From: [personal profile] theandrewhickey
Yeah, I used to do the same when I had to work in Word as a technical writer (and the document-navigation-sidebar and TOC generation thing is one of the things that LyX does automagically, which I find very useful). But as Stross pointed out in one of his posts on why he hates Word, you've got two conflicting paradigms in Word, the character-level formatting one and the stylesheet one, and in my experience Word's stylesheets are much less clean, and much more prone to breaking, than the LyX/LaTeX equivalents.

(That may be, though, because when I was using Word stylesheets they were corporate ones designed by the marketing department, while the LaTeX class styles I use are designed by people who want to get their work done...)

But there are a lot of small irritants about Word's whole paradigm that I find difficult to describe, and which don't in themselves sound like major problems individually, but which quickly mount up. Fundamentally, Word seems OK to me for writing a letter or a couple of pages, but anything longer than that and I find it unbearable. I wrote my first two books in LibreOffice (back when it was replicating Word's then-current interface more closely than it does now) and switched to LyX after that, and... just discovered how it feels to have a tool that doesn't fight you *at all*. Having to work in Word when I worked at NCC, after having done that, felt like having to walk in shoes that were two sizes too small.
elf: Computer chip with location dot (You Are Here)
From: [personal profile] elf
I can confirm that Word stylesheets made by enthusiasts who have specific functional purposes for them, with no marketing focus other than "end product may wind up being sold," are still prone to breaking and weird "WTF it's turning all the final periods into MS Mincho why is that even on my machine" problems.

Word's decision to attach a swarm of invisible formatting features into the paragraph markers is one of the most annoying and frustrating aspects of the problem.

I'm a power user; that's not going to stop because that's a lot of what I get paid to do, but I would so love to work with a word processor that didn't randomly change the section break types or "revert" to formatting that isn't visible anywhere in the document.

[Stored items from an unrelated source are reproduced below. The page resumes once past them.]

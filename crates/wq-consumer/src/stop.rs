//! Graceful shutdown escalation
//!
//! The ladder is applied the same way to the secondary workers and to the
//! primary: release the gate, stop, wait, check, cancel, wait, then either
//! abandon the thread or keep waiting with a periodic warning. Every worker is
//! disposed at the end, whatever happened before.

use std::panic::{self, AssertUnwindSafe};
use std::sync::Arc;
use std::time::{Duration, Instant};
use tracing::{error, info, warn};
use wq_config::WorkerConfig;

use crate::cancel_work::QueueCancelWork;
use crate::wait_gate::WorkerWaitForEventOrCancel;

/// What the ladder needs from a worker
pub trait WorkerHandle: Send + Sync {
    fn name(&self) -> &str;
    fn stop(&self);
    fn is_running(&self) -> bool;
    /// True once the worker has exited
    fn join(&self, timeout: Duration) -> bool;
    fn attempt_to_terminate(&self) -> bool;
    fn abandon(&self);
    fn dispose(&self) -> bool;
}

/// Pool-wide signals the ladder drives
pub trait ShutdownControl: Send + Sync {
    /// Open and cancel the pause gate so no worker stays parked on it
    fn release_gate(&self);
    fn signal_stop(&self);
    fn signal_cancel(&self);
}

/// The signals of one worker pool
pub struct PoolShutdown {
    gate: Option<Arc<WorkerWaitForEventOrCancel>>,
    cancel_work: Arc<QueueCancelWork>,
}

impl PoolShutdown {
    pub fn new(gate: Option<Arc<WorkerWaitForEventOrCancel>>, cancel_work: Arc<QueueCancelWork>) -> Self {
        Self { gate, cancel_work }
    }
}

impl ShutdownControl for PoolShutdown {
    fn release_gate(&self) {
        if let Some(gate) = &self.gate {
            gate.set();
            gate.cancel();
        }
    }

    fn signal_stop(&self) {
        self.cancel_work.request_stop();
    }

    fn signal_cancel(&self) {
        self.cancel_work.request_cancel();
    }
}

#[derive(Debug, Clone)]
pub struct StopOptions {
    pub stop_timeout: Duration,
    pub cancel_timeout: Duration,
    /// Abandon threads that ignore cancellation instead of waiting forever
    pub abandon_stuck_threads: bool,
    pub warn_interval: Duration,
}

impl StopOptions {
    /// Abandoning is never allowed for async workers
    pub fn from_config(config: &WorkerConfig, is_async: bool) -> Self {
        Self {
            stop_timeout: config.time_to_wait_for_workers_to_stop(),
            cancel_timeout: config.time_to_wait_for_workers_to_cancel(),
            abandon_stuck_threads: config.abort_worker_threads_when_stopping && !is_async,
            warn_interval: Duration::from_secs(5),
        }
    }
}

/// The last escalation step that was needed
#[derive(Debug, Clone, Copy, PartialEq, Eq)]
pub enum StopOutcome {
    /// Every worker exited after the stop signal
    Stopped,
    /// Exited by the zero-timeout check
    Terminated,
    /// Exited after the cancel signal
    Canceled,
    /// At least one thread was abandoned
    Abandoned,
    /// Needed the unbounded wait
    WaitedOut,
}

pub struct StopWorker<'a> {
    control: &'a dyn ShutdownControl,
    options: StopOptions,
}

impl<'a> StopWorker<'a> {
    pub fn new(control: &'a dyn ShutdownControl, options: StopOptions) -> Self {
        Self { control, options }
    }

    pub fn stop<W>(&self, workers: &[Arc<W>]) -> StopOutcome
    where
        W: WorkerHandle + ?Sized,
    {
        let outcome = self.escalate(workers);
        for worker in workers {
            if panic::catch_unwind(AssertUnwindSafe(|| worker.dispose())).is_err() {
                error!(worker = worker.name(), "Worker dispose panicked");
            }
        }
        outcome
    }

    fn escalate<W>(&self, workers: &[Arc<W>]) -> StopOutcome
    where
        W: WorkerHandle + ?Sized,
    {
        self.control.release_gate();

        self.control.signal_stop();
        for worker in workers {
            worker.stop();
        }

        if join_all(workers, self.options.stop_timeout) {
            return StopOutcome::Stopped;
        }

        let mut still_running = false;
        for worker in workers {
            if !worker.attempt_to_terminate() {
                still_running = true;
            }
        }
        if !still_running {
            return StopOutcome::Terminated;
        }

        info!(
            timeout_ms = self.options.cancel_timeout.as_millis() as u64,
            "Workers did not stop in time; cancelling in-flight work"
        );
        self.control.signal_cancel();
        if join_all(workers, self.options.cancel_timeout) {
            return StopOutcome::Canceled;
        }

        self.force_terminate(workers)
    }

    fn force_terminate<W>(&self, workers: &[Arc<W>]) -> StopOutcome
    where
        W: WorkerHandle + ?Sized,
    {
        let stuck = workers.iter().filter(|worker| worker.is_running());

        if self.options.abandon_stuck_threads {
            for worker in stuck {
                worker.abandon();
            }
            return StopOutcome::Abandoned;
        }

        for worker in stuck {
            let started = Instant::now();
            while !worker.join(self.options.warn_interval) {
                warn!(
                    worker = worker.name(),
                    waited_ms = started.elapsed().as_millis() as u64,
                    "Still waiting for worker to exit"
                );
            }
        }
        StopOutcome::WaitedOut
    }
}

/// Join every worker against one shared deadline
fn join_all<W>(workers: &[Arc<W>], timeout: Duration) -> bool
where
    W: WorkerHandle + ?Sized,
{
    let deadline = Instant::now() + timeout;
    let mut all_exited = true;
    for worker in workers {
        let remaining = deadline.saturating_duration_since(Instant::now());
        if !worker.join(remaining) {
            all_exited = false;
        }
    }
    all_exited
}
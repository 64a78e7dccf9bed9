//! Backoff sequencer for empty polls and serious failures

use std::time::Duration;
use wq_common::CancellationToken;
use wq_config::QueueWaitConfig;

use crate::{ConsumerError, Result};

/// Walks an ordered list of delays, holding at the last one until reset.
///
/// Waits end early when the stop token fires. The cancel token is not
/// observed here.
#[derive(Debug)]
pub struct QueueWait {
    durations: Vec<Duration>,
    index: usize,
    stop: CancellationToken,
}

impl QueueWait {
    pub fn new(durations: Vec<Duration>, stop: CancellationToken) -> Result<Self> {
        if durations.is_empty() {
            return Err(ConsumerError::InvalidConfiguration(
                "a backoff sequence needs at least one delay".to_string(),
            ));
        }
        Ok(Self {
            durations,
            index: 0,
            stop,
        })
    }

    /// Delay the next call to [`wait`](Self::wait) will use
    pub fn current(&self) -> Duration {
        self.durations[self.index]
    }

    /// Block for the current delay (or until stop), then advance.
    /// Returns the delay that was scheduled.
    pub fn wait(&mut self) -> Duration {
        let delay = self.current();
        if self.index + 1 < self.durations.len() {
            self.index += 1;
        }
        if !delay.is_zero() {
            self.stop.wait_timeout(delay);
        }
        delay
    }

    pub fn reset(&mut self) {
        self.index = 0;
    }
}

/// Builds the two independently-indexed backoff sequences a worker uses
#[derive(Debug, Clone)]
pub struct QueueWaitFactory {
    config: QueueWaitConfig,
    stop: CancellationToken,
}

impl QueueWaitFactory {
    pub fn new(config: QueueWaitConfig, stop: CancellationToken) -> Self {
        Self { config, stop }
    }

    pub fn no_message(&self) -> Result<QueueWait> {
        QueueWait::new(self.config.no_message(), self.stop.clone())
    }

    pub fn fatal_error(&self) -> Result<QueueWait> {
        QueueWait::new(self.config.fatal_error(), self.stop.clone())
    }
}

#[cfg(test)]
mod tests {
    use super::*;
    use std::time::Instant;

    fn ms(values: &[u64]) -> Vec<Duration> {
        values.iter().copied().map(Duration::from_millis).collect()
    }

    #[test]
    fn test_empty_sequence_is_rejected() {
        assert!(matches!(
            QueueWait::new(Vec::new(), CancellationToken::new()),
            Err(ConsumerError::InvalidConfiguration(_))
        ));
    }

    #[test]
    fn test_sequence_advances_then_saturates() {
        let mut wait = QueueWait::new(ms(&[1, 2, 3]), CancellationToken::new()).unwrap();
        let used: Vec<Duration> = (0..6).map(|_| wait.wait()).collect();
        assert_eq!(used, ms(&[1, 2, 3, 3, 3, 3]));
    }

    #[test]
    fn test_reset_returns_to_first_delay() {
        let mut wait = QueueWait::new(ms(&[1, 2, 3]), CancellationToken::new()).unwrap();
        wait.wait();
        wait.wait();
        wait.reset();
        assert_eq!(wait.wait(), Duration::from_millis(1));
    }

    #[test]
    fn test_stop_shortens_wait() {
        let stop = CancellationToken::new();
        stop.cancel();
        let mut wait = QueueWait::new(ms(&[10_000]), stop).unwrap();

        let start = Instant::now();
        wait.wait();
        assert!(start.elapsed() < Duration::from_secs(1));
    }

    #[test]
    fn test_factory_sequences_are_independent() {
        let config = QueueWaitConfig {
            no_message_ms: vec![1, 2],
            fatal_error_ms: vec![5],
        };
        let factory = QueueWaitFactory::new(config, CancellationToken::new());
        let mut no_message = factory.no_message().unwrap();
        let fatal = factory.fatal_error().unwrap();

        no_message.wait();
        assert_eq!(no_message.current(), Duration::from_millis(2));
        assert_eq!(fatal.current(), Duration::from_millis(5));
    }
}
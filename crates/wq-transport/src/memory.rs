//! In-memory transport for tests and embedding
//!
//! Same delivery semantics as the SQLite adapter (visibility delay,
//! expiration, processing status, heartbeat timestamps) without persistence.
//! A few injection points let tests force poison messages and store failures.

use async_trait::async_trait;
use chrono::{DateTime, Utc};
use parking_lot::Mutex;
use std::collections::HashMap;
use std::sync::Arc;
use std::time::Duration;
use tracing::debug;
use wq_common::{
    headers, AdditionalMessageData, CorrelationId, HeartBeatStatus, Headers, Message, MessageId,
    ReceivedMessage,
};

use crate::{
    ErrorRouter, ExpiredMessageStore, HeartBeatMonitorStore, HeartBeatSender, MessageContext,
    MessageReceiver, MessageReceiverAsync, MessageSender, PoisonMessageHandler, QueueStatus,
    QueueStatusProvider, Result, RollbackReason, Transport, TransportError,
};

#[derive(Debug, Clone, Copy, PartialEq, Eq)]
enum Status {
    Waiting,
    Processing,
}

#[derive(Debug, Clone)]
struct StoredMessage {
    id: MessageId,
    correlation_id: CorrelationId,
    body: Vec<u8>,
    headers: Headers,
    status: Status,
    retry_count: u32,
    enqueued_at: DateTime<Utc>,
    visible_at: DateTime<Utc>,
    expires_at: Option<DateTime<Utc>>,
    heartbeat_at: Option<DateTime<Utc>>,
    poison: bool,
}

impl StoredMessage {
    fn to_received(&self) -> ReceivedMessage {
        ReceivedMessage {
            id: self.id.clone(),
            correlation_id: self.correlation_id.clone(),
            body: self.body.clone(),
            headers: self.headers.clone(),
            retry_count: self.retry_count,
            enqueued_at: self.enqueued_at,
        }
    }
}

/// A message moved out of the queue by the poison handler or error router
#[derive(Debug, Clone)]
pub struct ErrorRecord {
    pub message_id: MessageId,
    pub reason: String,
    pub retry_count: u32,
    pub poison: bool,
}

#[derive(Default)]
struct MemoryState {
    messages: Vec<StoredMessage>,
    errors: Vec<ErrorRecord>,
    commits: HashMap<MessageId, u32>,
    rollbacks: u32,
    receive_failures: u32,
    heartbeat_failures: u32,
}

fn to_chrono(duration: Duration) -> chrono::Duration {
    chrono::Duration::from_std(duration).unwrap_or_else(|_| chrono::Duration::days(36_500))
}

/// In-memory queue implementing every collaborator contract
#[derive(Clone)]
pub struct InMemoryTransport {
    queue_name: String,
    state: Arc<Mutex<MemoryState>>,
}

impl InMemoryTransport {
    pub fn new(queue_name: impl Into<String>) -> Self {
        Self {
            queue_name: queue_name.into(),
            state: Arc::new(Mutex::new(MemoryState::default())),
        }
    }

    /// Enqueue a message that every receive will report as poison
    pub fn enqueue_poison(&self, body: impl Into<Vec<u8>>) -> MessageId {
        let id = MessageId::generate();
        let now = Utc::now();
        self.state.lock().messages.push(StoredMessage {
            id: id.clone(),
            correlation_id: CorrelationId::generate(),
            body: body.into(),
            headers: Headers::new(),
            status: Status::Waiting,
            retry_count: 0,
            enqueued_at: now,
            visible_at: now,
            expires_at: None,
            heartbeat_at: None,
            poison: true,
        });
        id
    }

    /// Make the next `count` receives fail with a store error
    pub fn fail_next_receives(&self, count: u32) {
        self.state.lock().receive_failures = count;
    }

    /// Make the next `count` heartbeat updates fail
    pub fn fail_next_heartbeats(&self, count: u32) {
        self.state.lock().heartbeat_failures = count;
    }

    /// Times `id` was committed
    pub fn commit_count(&self, id: &MessageId) -> u32 {
        self.state.lock().commits.get(id).copied().unwrap_or(0)
    }

    /// Ids committed at least once
    pub fn committed(&self) -> Vec<MessageId> {
        self.state.lock().commits.keys().cloned().collect()
    }

    pub fn rollback_count(&self) -> u32 {
        self.state.lock().rollbacks
    }

    pub fn errors(&self) -> Vec<ErrorRecord> {
        self.state.lock().errors.clone()
    }

    pub fn waiting_count(&self) -> usize {
        self.count(Status::Waiting)
    }

    pub fn processing_count(&self) -> usize {
        self.count(Status::Processing)
    }

    pub fn retry_count(&self, id: &MessageId) -> Option<u32> {
        self.state
            .lock()
            .messages
            .iter()
            .find(|m| &m.id == id)
            .map(|m| m.retry_count)
    }

    /// Backdate the heartbeat of a message being processed
    pub fn set_heartbeat_at(&self, id: &MessageId, at: DateTime<Utc>) {
        if let Some(m) = self.state.lock().messages.iter_mut().find(|m| &m.id == id) {
            m.heartbeat_at = Some(at);
        }
    }

    /// Make every waiting message visible immediately, ignoring retry delays
    pub fn release_delayed(&self) {
        let now = Utc::now();
        for m in self.state.lock().messages.iter_mut() {
            if m.status == Status::Waiting {
                m.visible_at = now;
            }
        }
    }

    fn count(&self, status: Status) -> usize {
        self.state
            .lock()
            .messages
            .iter()
            .filter(|m| m.status == status)
            .count()
    }

    fn move_to_errors(&self, id: &MessageId, reason: &str, poison: bool) -> Result<()> {
        let mut state = self.state.lock();
        let index = state
            .messages
            .iter()
            .position(|m| &m.id == id)
            .ok_or_else(|| TransportError::NotFound(id.to_string()))?;
        let message = state.messages.remove(index);
        state.errors.push(ErrorRecord {
            message_id: message.id,
            reason: reason.to_string(),
            retry_count: message.retry_count,
            poison,
        });
        Ok(())
    }

    fn commit_hook(&self, id: MessageId) -> crate::context::CommitHook {
        let state = self.state.clone();
        Box::new(move || {
            let mut state = state.lock();
            let index = state
                .messages
                .iter()
                .position(|m| m.id == id && m.status == Status::Processing)
                .ok_or_else(|| TransportError::Commit(format!("message {id} is not being processed")))?;
            state.messages.remove(index);
            *state.commits.entry(id).or_insert(0) += 1;
            Ok(())
        })
    }

    fn rollback_hook(&self, id: MessageId) -> crate::context::RollbackHook {
        let state = self.state.clone();
        Box::new(move |reason| {
            let mut state = state.lock();
            state.rollbacks += 1;
            let message = state
                .messages
                .iter_mut()
                .find(|m| m.id == id)
                .ok_or_else(|| TransportError::NotFound(id.to_string()))?;
            let now = Utc::now();
            message.status = Status::Waiting;
            message.heartbeat_at = None;
            match reason {
                RollbackReason::Retry { delay } => {
                    message.retry_count += 1;
                    message.visible_at = now + to_chrono(delay);
                }
                RollbackReason::Abandon => message.visible_at = now,
            }
            Ok(())
        })
    }
}

impl MessageReceiver for InMemoryTransport {
    fn receive(&self, context: &mut MessageContext) -> Result<Option<ReceivedMessage>> {
        let received = {
            let mut state = self.state.lock();
            if state.receive_failures > 0 {
                state.receive_failures -= 1;
                return Err(TransportError::Receive("injected receive failure".to_string()));
            }

            let now = Utc::now();
            let Some(message) = state.messages.iter_mut().find(|m| {
                m.status == Status::Waiting
                    && m.visible_at <= now
                    && m.expires_at.map_or(true, |at| at > now)
            }) else {
                return Ok(None);
            };

            message.status = Status::Processing;
            message.heartbeat_at = Some(now);
            if message.poison {
                context.set_message_id(message.id.clone());
                context.register_rollback(self.rollback_hook(message.id.clone()));
                return Err(TransportError::poison(
                    Some(message.id.clone()),
                    "message body could not be decoded",
                ));
            }
            message.to_received()
        };

        debug!(queue = %self.queue_name, message_id = %received.id, "Received message");
        context.set_message(&received);
        context.register_commit(self.commit_hook(received.id.clone()));
        context.register_rollback(self.rollback_hook(received.id.clone()));
        Ok(Some(received))
    }
}

#[async_trait]
impl MessageReceiverAsync for InMemoryTransport {
    async fn receive_async(&self, context: &mut MessageContext) -> Result<Option<ReceivedMessage>> {
        MessageReceiver::receive(self, context)
    }
}

impl HeartBeatSender for InMemoryTransport {
    fn send(&self, message_id: &MessageId) -> Result<HeartBeatStatus> {
        let mut state = self.state.lock();
        if state.heartbeat_failures > 0 {
            state.heartbeat_failures -= 1;
            return Err(TransportError::Database("injected heartbeat failure".to_string()));
        }
        let now = Utc::now();
        let updated = state
            .messages
            .iter_mut()
            .find(|m| &m.id == message_id && m.status == Status::Processing)
            .map(|m| {
                m.heartbeat_at = Some(now);
                now
            });
        Ok(HeartBeatStatus::new(message_id.clone(), updated))
    }
}

impl PoisonMessageHandler for InMemoryTransport {
    fn handle(&self, context: &MessageContext, error: &TransportError) -> Result<()> {
        let id = match (context.message_id(), error) {
            (Some(id), _) => id.clone(),
            (None, TransportError::Poison { message_id: Some(id), .. }) => id.clone(),
            _ => return Err(TransportError::NotFound("poison message without id".to_string())),
        };
        self.move_to_errors(&id, &error.to_string(), true)
    }
}

impl ErrorRouter for InMemoryTransport {
    fn message_failed_processing(
        &self,
        message: &ReceivedMessage,
        _context: &MessageContext,
        reason: &str,
    ) -> Result<()> {
        self.move_to_errors(&message.id, reason, false)
    }
}

impl MessageSender for InMemoryTransport {
    fn send(&self, message: Message, data: &AdditionalMessageData) -> Result<MessageId> {
        let id = MessageId::generate();
        let correlation_id = data.correlation_id.clone().unwrap_or_default();
        let now = Utc::now();

        let mut message_headers = message.headers;
        message_headers.extend(data.headers.clone());
        message_headers.insert(headers::CORRELATION_ID.to_string(), correlation_id.to_string());
        if let Some(route) = &data.route {
            message_headers.insert(headers::ROUTE.to_string(), route.clone());
        }

        self.state.lock().messages.push(StoredMessage {
            id: id.clone(),
            correlation_id,
            body: message.body,
            headers: message_headers,
            status: Status::Waiting,
            retry_count: 0,
            enqueued_at: now,
            visible_at: now + data.delay.map(to_chrono).unwrap_or_else(chrono::Duration::zero),
            expires_at: data.expiration.map(|e| now + to_chrono(e)),
            heartbeat_at: None,
            poison: false,
        });
        Ok(id)
    }
}

impl HeartBeatMonitorStore for InMemoryTransport {
    fn reset_expired_heartbeats(&self, older_than: Duration) -> Result<usize> {
        let now = Utc::now();
        let cutoff = now - to_chrono(older_than);
        let mut reset = 0;
        for m in self.state.lock().messages.iter_mut() {
            if m.status == Status::Processing && m.heartbeat_at.map_or(false, |at| at < cutoff) {
                m.status = Status::Waiting;
                m.heartbeat_at = None;
                m.visible_at = now;
                reset += 1;
            }
        }
        Ok(reset)
    }
}

impl ExpiredMessageStore for InMemoryTransport {
    fn clear_expired(&self, now: DateTime<Utc>) -> Result<usize> {
        let mut state = self.state.lock();
        let before = state.messages.len();
        state
            .messages
            .retain(|m| m.status == Status::Processing || m.expires_at.map_or(true, |at| at > now));
        Ok(before - state.messages.len())
    }
}

impl QueueStatusProvider for InMemoryTransport {
    fn status(&self) -> Result<QueueStatus> {
        let state = self.state.lock();
        let processing = state
            .messages
            .iter()
            .filter(|m| m.status == Status::Processing)
            .count() as u64;
        Ok(QueueStatus {
            queue_name: self.queue_name.clone(),
            waiting: state.messages.len() as u64 - processing,
            processing,
            error: state.errors.len() as u64,
        })
    }
}

impl Transport for InMemoryTransport {
    fn queue_name(&self) -> &str {
        &self.queue_name
    }
}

I'll look into LyX. (Can it run portable?)
From: [personal profile] theandrewhickey
Don't know what you mean by "run portable", sorry. If you mean will it run on mobiles and tablets, the only binaries for on the website are for Windows, MacOs, Haiku, and OS/2 (free Unices have it in their repos, so they don't provide a build), so I'd assume not.

But yeah, with LyX, *all* the formatting is visible, user-editable, and consistent. The only time I've ever had a section break randomly change on me is when I've hit the wrong keyboard shortcut ;)
From: [personal profile] theandrewhickey
Ah, fair enough. Makes total sense, but oddly not a term I'd encountered before.